LLMs excel at generating human-quality text, but their effectiveness is often limited by their lack of access to current, specific data. This MCP server bridges this gap by providing a standardized interface for LLMs to interact with Elasticsearch and OpenSearch clusters. This integration unlocks a wide range of possibilities, including:

  • AI-Powered Search: Enable users to perform complex searches using natural language, leveraging the LLM's understanding of context and intent.
  • Intelligent Data Analysis: Allow LLMs to analyze indexed data and generate insights, reports, and summaries.
  • Dynamic Content Generation: Use LLMs to create personalized content based on real-time data retrieved from Elasticsearch/OpenSearch.
  • Automated Workflows: Integrate LLMs into automated workflows that require access to and manipulation of indexed data.

Elasticsearch MCP Server

Core Functionality: A Deep Dive

This MCP server provides a comprehensive set of tools for interacting with Elasticsearch and OpenSearch, categorized into the following key areas:

Index Management

  • list_indices: Retrieves a comprehensive list of all indices within the cluster, providing an overview of available data sources.
  • get_index: Provides detailed information about specific indices, including mappings (schema), settings (configuration), and aliases (alternative names).
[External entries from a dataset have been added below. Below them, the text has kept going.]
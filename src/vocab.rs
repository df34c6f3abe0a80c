// src/vocab.rs
//! Table-driven matchers over the fixed city/venue/keyword vocabulary.
//!
//! Tables are immutable, built once and injected into the pipeline
//! instead of living as ambient globals, so tests can substitute small
//! fixture tables. City aliases span two scripts and all map to one
//! canonical spelling.

use once_cell::sync::Lazy;

#[derive(Debug, Clone)]
pub struct Vocab {
    /// alias (lowercased) → canonical, sorted longest alias first.
    cities: Vec<(String, String)>,
    venues: Vec<(String, String)>,
    event_keywords: Vec<String>,
    block_keywords: Vec<String>,
    trash_keywords: Vec<String>,
}

impl Vocab {
    pub fn new(
        cities: &[(&str, &str)],
        venues: &[(&str, &str)],
        event_keywords: &[&str],
        block_keywords: &[&str],
        trash_keywords: &[&str],
    ) -> Self {
        let mut cities: Vec<(String, String)> = cities
            .iter()
            .map(|(a, c)| (a.to_lowercase(), c.to_string()))
            .collect();
        cities.sort_by_key(|(a, _)| std::cmp::Reverse(a.chars().count()));
        let mut venues: Vec<(String, String)> = venues
            .iter()
            .map(|(a, c)| (a.to_lowercase(), c.to_string()))
            .collect();
        venues.sort_by_key(|(a, _)| std::cmp::Reverse(a.chars().count()));
        Self {
            cities,
            venues,
            event_keywords: event_keywords.iter().map(|s| s.to_lowercase()).collect(),
            block_keywords: block_keywords.iter().map(|s| s.to_lowercase()).collect(),
            trash_keywords: trash_keywords.iter().map(|s| s.to_lowercase()).collect(),
        }
    }

    pub fn builtin() -> &'static Vocab {
        &BUILTIN
    }

    /// Canonical city for an alias occurring anywhere in `text`
    /// (attribution over a larger context).
    pub fn location_anywhere(&self, text: &str) -> Option<&str> {
        let lower = text.to_lowercase();
        self.cities
            .iter()
            .find(|(alias, _)| lower.contains(alias.as_str()))
            .map(|(_, canon)| canon.as_str())
    }

    /// City alias at the *start* of a title (for stripping). Returns
    /// the number of chars the alias occupies in the title plus the
    /// canonical name. The alias must end at a word boundary.
    pub fn location_prefix<'a>(&'a self, title: &str) -> Option<(usize, &'a str)> {
        let lower = title.to_lowercase();
        for (alias, canon) in &self.cities {
            if !lower.starts_with(alias.as_str()) {
                continue;
            }
            let nchars = alias.chars().count();
            let boundary_ok = match title.chars().nth(nchars) {
                None => true,
                Some(c) => !c.is_alphanumeric(),
            };
            if boundary_ok {
                return Some((nchars, canon.as_str()));
            }
        }
        None
    }

    /// Canonical venue label for an alias occurring anywhere in `text`.
    pub fn venue(&self, text: &str) -> Option<&str> {
        let lower = text.to_lowercase();
        self.venues
            .iter()
            .find(|(alias, _)| lower.contains(alias.as_str()))
            .map(|(_, canon)| canon.as_str())
    }

    pub fn has_event_keyword(&self, text: &str) -> bool {
        let lower = text.to_lowercase();
        self.event_keywords.iter().any(|k| lower.contains(k.as_str()))
    }

    pub fn has_block_keyword(&self, text: &str) -> bool {
        let lower = text.to_lowercase();
        self.block_keywords.iter().any(|k| lower.contains(k.as_str()))
    }

    pub fn has_trash_keyword(&self, text: &str) -> bool {
        let lower = text.to_lowercase();
        self.trash_keywords.iter().any(|k| lower.contains(k.as_str()))
    }
}

static BUILTIN: Lazy<Vocab> = Lazy::new(|| {
    Vocab::new(CITIES, VENUES, EVENT_KEYWORDS, BLOCK_KEYWORDS, TRASH_KEYWORDS)
});

const CITIES: &[(&str, &str)] = &[
    ("алматы", "Алматы"),
    ("алмате", "Алматы"),
    ("алма-ата", "Алматы"),
    ("almaty", "Алматы"),
    ("астана", "Астана"),
    ("астане", "Астана"),
    ("нур-султан", "Астана"),
    ("astana", "Астана"),
    ("шымкент", "Шымкент"),
    ("shymkent", "Шымкент"),
    ("караганда", "Караганда"),
    ("караганде", "Караганда"),
    ("karaganda", "Караганда"),
    ("бишкек", "Бишкек"),
    ("bishkek", "Бишкек"),
    ("ташкент", "Ташкент"),
    ("tashkent", "Ташкент"),
    ("онлайн", "Онлайн"),
    ("online", "Онлайн"),
];

const VENUES: &[(&str, &str)] = &[
    ("astana hub", "Astana Hub"),
    ("most hub", "MOST Hub"),
    ("smart.point", "SmArt.Point"),
    ("smartpoint", "SmArt.Point"),
    ("transforma", "Transforma"),
    ("dom 36", "Dom 36"),
    ("forte forum", "Forte Forum"),
    ("il dom", "IL Dom"),
];

const EVENT_KEYWORDS: &[&str] = &[
    "конференц",
    "митап",
    "meetup",
    "хакатон",
    "hackathon",
    "воркшоп",
    "workshop",
    "лекци",
    "семинар",
    "вебинар",
    "мастер-класс",
    "нетворкинг",
    "networking",
    "форум",
    "демо-день",
    "demo day",
    "фестивал",
    "выставк",
    "презентаци",
    "интенсив",
    "стартап-уикенд",
    "питч",
    "pitch",
    "тренинг",
];

const BLOCK_KEYWORDS: &[&str] = &[
    // finance tickers / exchange-rate news
    "курс доллара",
    "курс евро",
    "курс тенге",
    "курс рубля",
    "нацбанк",
    "инфляци",
    // government / bureaucracy
    "акимат",
    "госуслуг",
    "постановлени",
    "министерств",
    "налогов",
    "штраф",
    // programming-course marketing
    "научитесь программировать",
    "станьте программистом",
    "обучение с нуля",
    "гарантией трудоустройства",
    "курсы со скидкой",
    // traditional trade skills
    "парикмахер",
    "маникюр",
    "сварщик",
    "швея",
    "кройки и шитья",
    "массаж",
];

const TRASH_KEYWORDS: &[&str] = &[
    "контакты",
    "о нас",
    "о проекте",
    "политика конфиденциальности",
    "пользовательское соглашение",
    "карта сайта",
    "личный кабинет",
    "войти",
    "вход",
    "подписаться на рассылку",
    "реклама на сайте",
    "вакансии",
    "главная",
    "все события",
    "показать еще",
    "показать ещё",
    "читать далее",
    "подробнее",
    "privacy policy",
    "terms of service",
    "cookie",
    "login",
    "sign in",
    "contact us",
    "about us",
];

#[cfg(test)]
pub(crate) fn fixture() -> Vocab {
    Vocab::new(
        &[("алматы", "Алматы"), ("онлайн", "Онлайн"), ("online", "Онлайн")],
        &[("most hub", "MOST Hub")],
        &["митап", "конференц", "хакатон"],
        &["курс доллара", "акимат"],
        &["контакты", "о нас"],
    )
}
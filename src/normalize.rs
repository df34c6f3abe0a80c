// src/normalize.rs
//! Text normalization applied before any other heuristic.
//!
//! Announcement text arrives decorated with pictographs and with time
//! tokens glued straight onto the next word ("16:00Онлайн"). Every
//! downstream matcher assumes this module already ran.

use once_cell::sync::Lazy;
use regex::Regex;

static RE_TIME_THEN_LETTER: Lazy<Regex> =
    Lazy::new(|| Regex::new(r"(\d{1,2}:\d{2})(\p{L})").expect("time-letter regex"));
static RE_LETTER_THEN_TIME: Lazy<Regex> =
    Lazy::new(|| Regex::new(r"(\p{L})(\d{1,2}:\d{2})").expect("letter-time regex"));
static RE_SPACE_RUN: Lazy<Regex> =
    Lazy::new(|| Regex::new(r"[^\S\n]{2,}").expect("space run regex"));
static RE_NEWLINE_RUN: Lazy<Regex> =
    Lazy::new(|| Regex::new(r"[^\S\n]*\n\s*").expect("newline run regex"));

/// True for decorative/pictographic codepoints we strip outright.
/// Letters of the target alphabets (Cyrillic, Latin) are never here.
fn is_decorative(c: char) -> bool {
    matches!(c,
        '\u{1F000}'..='\u{1FAFF}'   // pictographs, emoji, symbols-extended
        | '\u{2600}'..='\u{27BF}'   // misc symbols + dingbats
        | '\u{2B00}'..='\u{2BFF}'   // arrows, stars
        | '\u{FE00}'..='\u{FE0F}'   // variation selectors
        | '\u{200D}'                // zero-width joiner
        | '\u{20E3}'                // combining keycap
    )
}

/// Strip decorative symbols, split glued time tokens, collapse whitespace.
/// Pure and total: never fails on valid UTF-8.
pub fn normalize(text: &str) -> String {
    let mut out: String = text
        .chars()
        .map(|c| if is_decorative(c) { ' ' } else { c })
        .collect();

    // A time token fused against a word on either side gets a separator.
    out = RE_TIME_THEN_LETTER.replace_all(&out, "$1 $2").to_string();
    out = RE_LETTER_THEN_TIME.replace_all(&out, "$1 $2").to_string();

    // Collapse whitespace runs to one separator. Newlines survive as a
    // single newline: digest splitting depends on line structure.
    out = RE_SPACE_RUN.replace_all(&out, " ").to_string();
    out = RE_NEWLINE_RUN.replace_all(&out, "\n").to_string();
    out.trim().to_string()
}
This allows LLMs to understand the structure and properties of the data.
  • create_index: Enables the creation of new indices, allowing LLMs to dynamically manage data storage based on application needs.
  • delete_index: Provides the ability to remove indices, facilitating data lifecycle management and cleanup.

Document Manipulation

  • search_documents: The cornerstone of the integration, this function allows LLMs to execute complex search queries against the indexed data. It returns relevant documents based on the query, providing the LLM with the context it needs.
  • index_document: Enables the creation or updating of documents within an index. This allows LLMs to write data back to Elasticsearch/OpenSearch, facilitating dynamic data management.
  • get_document: Retrieves a specific document by its ID, providing direct access to individual data points.
  • delete_document: Removes a document from the index based on its ID, enabling precise data removal.
  • delete_by_query: Provides a powerful mechanism for deleting multiple documents based on a query. This allows LLMs to remove data that matches specific criteria.

Cluster Monitoring

  • get_cluster_health: Returns essential information about the overall health of the Elasticsearch/OpenSearch cluster, including status, node count, and shard allocation. This allows LLMs to monitor the health of the underlying data infrastructure.
  • get_cluster_stats: Provides a high-level overview of cluster statistics, including resource usage, indexing rates, and search performance. This allows LLMs to gain insights into the performance and capacity of the cluster.

Alias Management

  • list_aliases: Lists all aliases defined within the cluster, providing an overview of alternative index names.
  • get_alias: Retrieves information about a specific alias, including the index it points to and any associated filters.
  • put_alias: Creates or updates an alias for a specific index, allowing for flexible index management and routing.
  • delete_alias: Removes an alias, providing control over index naming and access.

Getting Started: Configuration and Deployment

Prerequisites

  • Docker and Docker Compose (for local cluster setup)
  • Python 3.7+

Configuration

  1. Environment Variables: Copy the .env.example file to .env and configure the following environment variables:

    • ELASTICSEARCH_HOSTS or OPENSEARCH_HOSTS: The URL(s) of your Elasticsearch/OpenSearch cluster. Include the protocol (e.g., https://) and port (e.g., 9200). Multiple hosts can be specified as a comma-separated list.
    • ELASTICSEARCH_USERNAME or OPENSEARCH_USERNAME: The username for authenticating with the cluster.
    • ELASTICSEARCH_PASSWORD or OPENSEARCH_PASSWORD: The password for authenticating with the cluster.
  2. Start Elasticsearch/OpenSearch Cluster (Optional): For local development and testing, you can use Docker Compose to start a cluster:

    # For Elasticsearch docker-compose -f docker-compose-elasticsearch.yml up -d # For OpenSearch docker-compose -f docker-compose-opensearch.yml up -d

    The default Elasticsearch username is elastic and password is test123. The default OpenSearch username is admin and password is admin. You can access Kibana/OpenSearch Dashboards from http://localhost:5601.

Integration with Claude Desktop

This MCP server is designed to integrate seamlessly with Claude Desktop, providing a natural language interface to your Elasticsearch/OpenSearch data. There are three primary methods for integration:

Option 1: Smithery Installation (Recommended)

Smithery provides a streamlined installation process:

npx -y @smithery/cli install elasticsearch-mcp-server --client claude

This command automatically downloads and configures the server for use with Claude Desktop.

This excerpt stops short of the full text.